[Saved data entries]
☆ ☆ ☆ ☆ ☆

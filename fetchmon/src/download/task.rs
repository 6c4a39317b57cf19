//! A single download and its transfer loop.
//!
//! A [`DownloadTask`] is created by the coordinator and shared as
//! `Arc<DownloadTask>`. Its status is only ever changed by the coordinator;
//! the task itself owns the byte counters, the listener set and the run loop.
//!
//! # Run loop
//!
//! ```text
//!   open connection ─► open sink at `downloaded` ─► connect (total)
//!                                                      │
//!        ┌─────────────────────────────────────────────┘
//!        ▼
//!   still current? ──no──► exit (paused / stopped / removed)
//!        │yes
//!   fetch ≤ chunk_size ─► write ─► downloaded += n ─► Progress
//!        │
//!   downloaded == total ──► Completed
//! ```
//!
//! Every exit path closes the sink and the connection before the outcome is
//! reported to the coordinator.

use std::fmt;
use std::io;
use std::panic::{self, AssertUnwindSafe};
use std::path::{Path, PathBuf};
use std::sync::atomic::{AtomicBool, AtomicU64, Ordering};
use std::sync::{Arc, Weak};
use std::thread;
use std::time::{Duration, Instant};

use parking_lot::{Condvar, Mutex, RwLock};
use serde::Serialize;

use super::connection::{Connection, ConnectionSource};
use super::coordinator::{DownloadCoordinator, Shared};
use super::error::{TransferError, TransferResult};
use super::events::{DownloadEvent, DownloadObserver, ListenerSet};
use super::sink::{probe_length, ExistsPolicy, FileSink};
use super::status::Status;

const UNKNOWN_TOTAL: u64 = u64::MAX;

/// Identifier of a download, unique within one coordinator.
#[derive(Debug, Clone, Copy, PartialEq, Eq, Hash, PartialOrd, Ord, Serialize)]
#[serde(transparent)]
pub struct DownloadId(u64);

impl DownloadId {
    pub fn new(id: u64) -> Self {
        Self(id)
    }

    pub fn get(self) -> u64 {
        self.0
    }
}

impl fmt::Display for DownloadId {
    fn fmt(&self, f: &mut fmt::Formatter<'_>) -> fmt::Result {
        write!(f, "#{}", self.0)
    }
}

/// Point-in-time view of a task, suitable for display or serialization.
#[derive(Debug, Clone, PartialEq, Serialize)]
pub struct DownloadSnapshot {
    pub id: DownloadId,
    pub source: String,
    pub destination: PathBuf,
    pub downloaded: u64,
    pub total: Option<u64>,
    pub percent: u64,
    pub status: Status,
    pub queue_position: Option<usize>,
}

/// How a run ended without a fault.
#[derive(Debug, Clone, Copy, PartialEq, Eq)]
enum RunEnd {
    Completed,
    /// The run was superseded by a pause, stop or removal.
    Halted,
}

/// Parameters fixed when a task is created.
#[derive(Debug, Clone)]
pub(crate) struct TaskSettings {
    pub chunk_size: usize,
    pub exists_policy: ExistsPolicy,
}

/// One resumable download.
pub struct DownloadTask {
    id: DownloadId,
    source: Arc<dyn ConnectionSource>,
    destination: RwLock<PathBuf>,
    total: AtomicU64,
    downloaded: AtomicU64,
    status: RwLock<Status>,
    epoch: AtomicU64,
    settings: TaskSettings,
    /// Cleared once a run has opened its sink under the exists policy.
    fresh: AtomicBool,
    listeners: ListenerSet,
    coordinator: Weak<Shared>,
    /// Held by a run for as long as it owns the destination file.
    io: Mutex<()>,
    runs: Mutex<usize>,
    idle: Condvar,
}

impl DownloadTask {
    pub(crate) fn new(
        id: DownloadId,
        source: Arc<dyn ConnectionSource>,
        destination: PathBuf,
        settings: TaskSettings,
        coordinator: Weak<Shared>,
    ) -> Self {
        let downloaded = match settings.exists_policy {
            ExistsPolicy::Resume => probe_length(&destination),
            ExistsPolicy::Replace | ExistsPolicy::Rename => 0,
        };

        Self {
            id,
            source,
            destination: RwLock::new(destination),
            total: AtomicU64::new(UNKNOWN_TOTAL),
            downloaded: AtomicU64::new(downloaded),
            status: RwLock::new(Status::Inactive),
            epoch: AtomicU64::new(0),
            settings,
            fresh: AtomicBool::new(true),
            listeners: ListenerSet::new(),
            coordinator,
            io: Mutex::new(()),
            runs: Mutex::new(0),
            idle: Condvar::new(),
        }
    }

    pub fn id(&self) -> DownloadId {
        self.id
    }

    /// Descriptor of the remote resource.
    pub fn source(&self) -> &Arc<dyn ConnectionSource> {
        &self.source
    }

    /// Local file the download writes to.
    pub fn destination(&self) -> PathBuf {
        self.destination.read().clone()
    }

    /// Bytes on disk.
    pub fn downloaded(&self) -> u64 {
        self.downloaded.load(Ordering::SeqCst)
    }

    /// Size of the remote resource, once a run has connected.
    pub fn total(&self) -> Option<u64> {
        match self.total.load(Ordering::SeqCst) {
            UNKNOWN_TOTAL => None,
            total => Some(total),
        }
    }

    /// Current status.
    pub fn status(&self) -> Status {
        self.status.read().clone()
    }

    /// Integer percentage of the resource on disk; 0 while the size is unknown.
    pub fn percent_downloaded(&self) -> u64 {
        match self.total() {
            Some(total) if total > 0 => {
                (u128::from(self.downloaded()) * 100 / u128::from(total)).min(100) as u64
            }
            _ => 0,
        }
    }

    /// Rank in the waiting queue, `None` unless waiting for a slot.
    pub fn queue_position(&self) -> Option<usize> {
        self.coordinator()
            .and_then(|coordinator| coordinator.queue_position(self.id))
    }

    /// Requests activation. Returns `true` if the task became active now.
    pub fn download(&self) -> bool {
        self.coordinator()
            .is_some_and(|coordinator| coordinator.download(self.id))
    }

    /// Halts an active download, keeping it resumable.
    pub fn pause(&self) -> bool {
        self.coordinator()
            .is_some_and(|coordinator| coordinator.pause(self.id))
    }

    /// Returns an active download to inactive.
    pub fn stop(&self) -> bool {
        self.coordinator()
            .is_some_and(|coordinator| coordinator.stop(self.id))
    }

    /// Stops the download if needed and evicts it permanently.
    pub fn remove(&self) -> bool {
        self.coordinator()
            .is_some_and(|coordinator| coordinator.remove(self.id))
    }

    pub fn add_listener(&self, listener: Arc<dyn DownloadObserver>) {
        self.listeners.add(listener);
    }

    pub fn remove_listener(&self, listener: &Arc<dyn DownloadObserver>) -> bool {
        self.listeners.remove(listener)
    }

    pub fn snapshot(&self) -> DownloadSnapshot {
        DownloadSnapshot {
            id: self.id,
            source: self.source.describe(),
            destination: self.destination(),
            downloaded: self.downloaded(),
            total: self.total(),
            percent: self.percent_downloaded(),
            status: self.status(),
            queue_position: self.queue_position(),
        }
    }

    /// Whether a run thread is in flight.
    pub fn is_running(&self) -> bool {
        *self.runs.lock() > 0
    }

    /// Blocks until no run is in flight. Returns `false` on timeout.
    pub fn wait_idle(&self, timeout: Duration) -> bool {
        let deadline = Instant::now() + timeout;
        let mut runs = self.runs.lock();
        while *runs > 0 {
            if self.idle.wait_until(&mut runs, deadline).timed_out() {
                return *runs == 0;
            }
        }
        true
    }

    // ------------------------------------------------------------------
    // Coordinator hooks
    // ------------------------------------------------------------------

    pub(crate) fn epoch(&self) -> u64 {
        self.epoch.load(Ordering::SeqCst)
    }

    /// Installs `status`. Callers hold the coordinator's registry lock.
    pub(crate) fn set_status(&self, status: Status) {
        *self.status.write() = status;
    }

    /// Starts a new run epoch, invalidating any run in flight.
    pub(crate) fn next_epoch(&self) -> u64 {
        self.epoch.fetch_add(1, Ordering::SeqCst) + 1
    }

    pub(crate) fn notify(&self, event: &DownloadEvent<'_>) {
        self.listeners.notify(event);
    }

    /// Spawns the run thread for `epoch`.
    pub(crate) fn start(self: &Arc<Self>, epoch: u64) -> io::Result<()> {
        *self.runs.lock() += 1;
        let task = Arc::clone(self);
        let spawned = thread::Builder::new()
            .name(format!("fetchmon-{}", self.id.get()))
            .spawn(move || {
                let _guard = RunGuard(&task);
                if panic::catch_unwind(AssertUnwindSafe(|| task.run(epoch))).is_err() {
                    tracing::error!(task = task.id.get(), "Download run panicked");
                    if let Some(coordinator) = task.coordinator() {
                        coordinator.finish_run(
                            task.id,
                            epoch,
                            Status::Error("download thread panicked".to_string()),
                        );
                    }
                }
            });

        match spawned {
            Ok(_) => Ok(()),
            Err(e) => {
                self.run_finished();
                Err(e)
            }
        }
    }

    // ------------------------------------------------------------------
    // Run loop
    // ------------------------------------------------------------------

    fn coordinator(&self) -> Option<DownloadCoordinator> {
        self.coordinator.upgrade().map(DownloadCoordinator::from_shared)
    }

    /// A run may touch the file only while it belongs to the current epoch
    /// and the task is still active.
    fn is_current(&self, epoch: u64) -> bool {
        self.epoch() == epoch && matches!(*self.status.read(), Status::Active)
    }

    fn run(&self, epoch: u64) {
        let _io = self.io.lock();
        if !self.is_current(epoch) {
            tracing::debug!(task = self.id.get(), epoch, "Run superseded before start");
            return;
        }

        let mut connection: Option<Box<dyn Connection>> = None;
        let mut sink: Option<FileSink> = None;
        let outcome = self.transfer(epoch, &mut connection, &mut sink);

        if let Some(sink) = sink.as_mut() {
            sink.close();
        }
        if let Some(connection) = connection.as_mut() {
            connection.close();
        }

        let status = match outcome {
            Ok(RunEnd::Halted) => {
                tracing::debug!(
                    task = self.id.get(),
                    downloaded = self.downloaded(),
                    "Run halted"
                );
                return;
            }
            Ok(RunEnd::Completed) => Status::Completed,
            Err(e) => {
                tracing::warn!(
                    task = self.id.get(),
                    source = %self.source.describe(),
                    destination = %self.destination().display(),
                    error = %e,
                    "Download run failed"
                );
                Status::Error(e.to_string())
            }
        };

        if let Some(coordinator) = self.coordinator() {
            coordinator.finish_run(self.id, epoch, status);
        }
    }

    fn transfer(
        &self,
        epoch: u64,
        connection: &mut Option<Box<dyn Connection>>,
        sink: &mut Option<FileSink>,
    ) -> TransferResult<RunEnd> {
        let connection = connection.insert(self.source.open()?);

        // Runs of one task are serialized by `io`, so load and store do not race.
        let policy = if self.fresh.load(Ordering::SeqCst) {
            self.settings.exists_policy
        } else {
            ExistsPolicy::Resume
        };
        let requested = self.destination();
        let sink = sink.insert(FileSink::open(&requested, self.downloaded(), policy)?);
        // The policy stays in force until a sink has actually been opened with it.
        self.fresh.store(false, Ordering::SeqCst);
        self.adopt_sink(&requested, sink);

        let mut offset = sink.start_offset();
        let total = connection.connect(offset)?;
        self.total
            .store(total.unwrap_or(UNKNOWN_TOTAL), Ordering::SeqCst);

        tracing::debug!(
            task = self.id.get(),
            offset,
            total = ?total,
            "Connected"
        );

        if let Some(total) = total {
            if offset > total {
                return Err(TransferError::SizeMismatch {
                    local: offset,
                    remote: total,
                });
            }
            if offset == total {
                return Ok(RunEnd::Completed);
            }
        }

        loop {
            if !self.is_current(epoch) {
                return Ok(RunEnd::Halted);
            }

            let wanted = match total {
                Some(total) => (total - offset).min(self.settings.chunk_size as u64) as usize,
                None => self.settings.chunk_size,
            };
            let bytes = connection.fetch(offset, total, wanted)?;

            if bytes.is_empty() {
                return match total {
                    Some(expected) => Err(TransferError::Truncated {
                        expected,
                        received: offset,
                    }),
                    None => Ok(RunEnd::Completed),
                };
            }

            let received = offset + bytes.len() as u64;
            if let Some(expected) = total.filter(|&expected| received > expected) {
                return Err(TransferError::Overrun { expected, received });
            }

            sink.write(&bytes)?;
            offset = received;
            self.downloaded.store(offset, Ordering::SeqCst);
            self.notify(&DownloadEvent::Progress { task: self });

            if total == Some(offset) {
                return Ok(RunEnd::Completed);
            }
        }
    }

    /// Reconciles the task with where the sink actually writes.
    fn adopt_sink(&self, requested: &Path, sink: &FileSink) {
        if sink.path() != requested {
            tracing::info!(
                task = self.id.get(),
                from = %requested.display(),
                to = %sink.path().display(),
                "Destination exists, writing to renamed file"
            );
            *self.destination.write() = sink.path().to_path_buf();
        }
        if sink.start_offset() != self.downloaded() {
            tracing::warn!(
                task = self.id.get(),
                destination = %sink.path().display(),
                expected = self.downloaded(),
                actual = sink.start_offset(),
                "Local file length changed since last run, resuming from actual length"
            );
            self.downloaded.store(sink.start_offset(), Ordering::SeqCst);
        }
    }

    fn run_finished(&self) {
        let mut runs = self.runs.lock();
        *runs = runs.saturating_sub(1);
        if *runs == 0 {
            self.idle.notify_all();
        }
    }
}

impl fmt::Debug for DownloadTask {
    fn fmt(&self, f: &mut fmt::Formatter<'_>) -> fmt::Result {
        f.debug_struct("DownloadTask")
            .field("id", &self.id)
            .field("source", &self.source)
            .field("destination", &self.destination())
            .field("downloaded", &self.downloaded())
            .field("total", &self.total())
            .field("status", &self.status())
            .finish()
    }
}

/// Marks a run as finished when the run thread exits, even by panic.
struct RunGuard<'a>(&'a DownloadTask);

impl Drop for RunGuard<'_> {
    fn drop(&mut self) {
        self.0.run_finished();
    }
}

☆ ☆ ☆ ☆ ☆

→ WORK INSTRUCTION
Look through the entries and find each line that has the string "field". Copy those lines.

→ RESPONSE FOR THIS EXERCISE
            .field("id", &self.id)
            .field("source", &self.source)
            .field("destination", &self.destination())
            .field("downloaded", &self.downloaded())
            .field("total", &self.total())
            .field("status", &self.status())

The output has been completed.